> _Activity_
Reproduce the line that contains "0 (header): file" and every line after it through the end of the records, exactly, with nothing added.

━━━━━━━━━━━━━━━━━━━━━━━━━━━━━━

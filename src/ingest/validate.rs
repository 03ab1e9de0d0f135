use crate::logging::REPORT_TARGET;
use csv::{ReaderBuilder, StringRecord};
use std::{fmt, path::Path};
use thiserror::Error;
use tracing::info;

/// One structural problem found while scanning the input. Line 0 is the
/// header; data rows are numbered from 1.
#[derive(Debug, Clone, PartialEq, Eq)]
pub struct LineError {
    pub line: usize,
    pub message: String,
}

impl fmt::Display for LineError {
    fn fmt(&self, f: &mut fmt::Formatter<'_>) -> fmt::Result {
        f.write_str(&self.message)
    }
}

#[derive(Debug, Error)]
pub enum ValidationError {
    #[error("CSV file error: {path}: {source}")]
    Read {
        path: String,
        #[source]
        source: csv::Error,
    },
    #[error("{}", join_lines(.errors))]
    Invalid { errors: Vec<LineError> },
}

impl ValidationError {
    pub fn line_errors(&self) -> &[LineError] {
        match self {
            ValidationError::Invalid { errors } => errors,
            ValidationError::Read { .. } => &[],
        }
    }
}

fn join_lines(errors: &[LineError]) -> String {
    errors
        .iter()
        .map(ToString::to_string)
        .collect::<Vec<_>>()
        .join("\n")
}

#[derive(Debug, Clone, Copy, PartialEq, Eq)]
pub struct ValidationSummary {
    /// Data rows seen, header excluded.
    pub records: usize,
}

/// Streams `path` once, checking the header against `expected` and every
/// data row's column count. Structural problems are collected and reported
/// together; a read failure aborts immediately.
pub fn validate_csv(path: &Path, expected: &[String]) -> Result<ValidationSummary, ValidationError> {
    let read_error = |source: csv::Error| ValidationError::Read {
        path: path.display().to_string(),
        source,
    };
    let mut reader = ReaderBuilder::new()
        .has_headers(false)
        .flexible(true)
        .from_path(path)
        .map_err(read_error)?;

    let mut errors = Vec::new();
    let mut records = 0usize;
    let mut saw_header = false;
    let mut record = StringRecord::new();

    while reader.read_record(&mut record).map_err(read_error)? {
        if !saw_header {
            saw_header = true;
            check_header(&record, expected, &mut errors);
            continue;
        }
        records += 1;
        if record.len() != expected.len() {
            errors.push(LineError {
                line: records,
                message: format!(
                    "Line {records} currently has {} columns. Proper format requires {} columns. Row content: {}",
                    record.len(),
                    expected.len(),
                    record.iter().collect::<Vec<_>>().join(",")
                ),
            });
        }
    }

    if !saw_header {
        errors.push(LineError {
            line: 0,
            message: format!(
                "Line 0 (header): file is empty. File headers should be: {}",
                expected.join(",")
            ),
        });
    }

    info!(
        target: REPORT_TARGET,
        records,
        line_errors = errors.len(),
        "Done reading csv file containing {records} records."
    );

    if errors.is_empty() {
        Ok(ValidationSummary { records })
    } else {
        Err(ValidationError::Invalid { errors })
    }
}

fn check_header(header: &StringRecord, expected: &[String], errors: &mut Vec<LineError>) {
    let width = header.len().max(expected.len());
    for idx in 0..width {
        let found = header.get(idx);
        let wanted = expected.get(idx).map(String::as_str);
        if found == wanted {
            continue;
        }
        errors.push(LineError {
            line: 0,
            message: format!(
                "Line 0 (header): column {} is {}, expected {}. File headers should be: {}",
                idx + 1,
                describe(found),
                describe(wanted),
                expected.join(",")
            ),
        });
    }
}

fn describe(value: Option<&str>) -> String {
    match value {
        Some(v) => format!("\"{v}\""),
        None => "missing".to_string(),
    }
}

━━━━━━━━━━━━━━━━━━━━━━━━━━━━━━

> _Solution to this problem_
                "Line 0 (header): file is empty. File headers should be: {}",
                expected.join(",")
            ),
        });
    }

    info!(
        target: REPORT_TARGET,
        records,
        line_errors = errors.len(),
        "Done reading csv file containing {records} records."
    );

    if errors.is_empty() {
        Ok(ValidationSummary { records })
    } else {
        Err(ValidationError::Invalid { errors })
    }
}

fn check_header(header: &StringRecord, expected: &[String], errors: &mut Vec<LineError>) {
    let width = header.len().max(expected.len());
    for idx in 0..width {
        let found = header.get(idx);
        let wanted = expected.get(idx).map(String::as_str);
        if found == wanted {
            continue;
        }
        errors.push(LineError {
            line: 0,
            message: format!(
                "Line 0 (header): column {} is {}, expected {}. File headers should be: {}",
                idx + 1,
                describe(found),
                describe(wanted),
                expected.join(",")
            ),
        });
    }
}

fn describe(value: Option<&str>) -> String {
    match value {
        Some(v) => format!("\"{v}\""),
        None => "missing".to_string(),
    }
}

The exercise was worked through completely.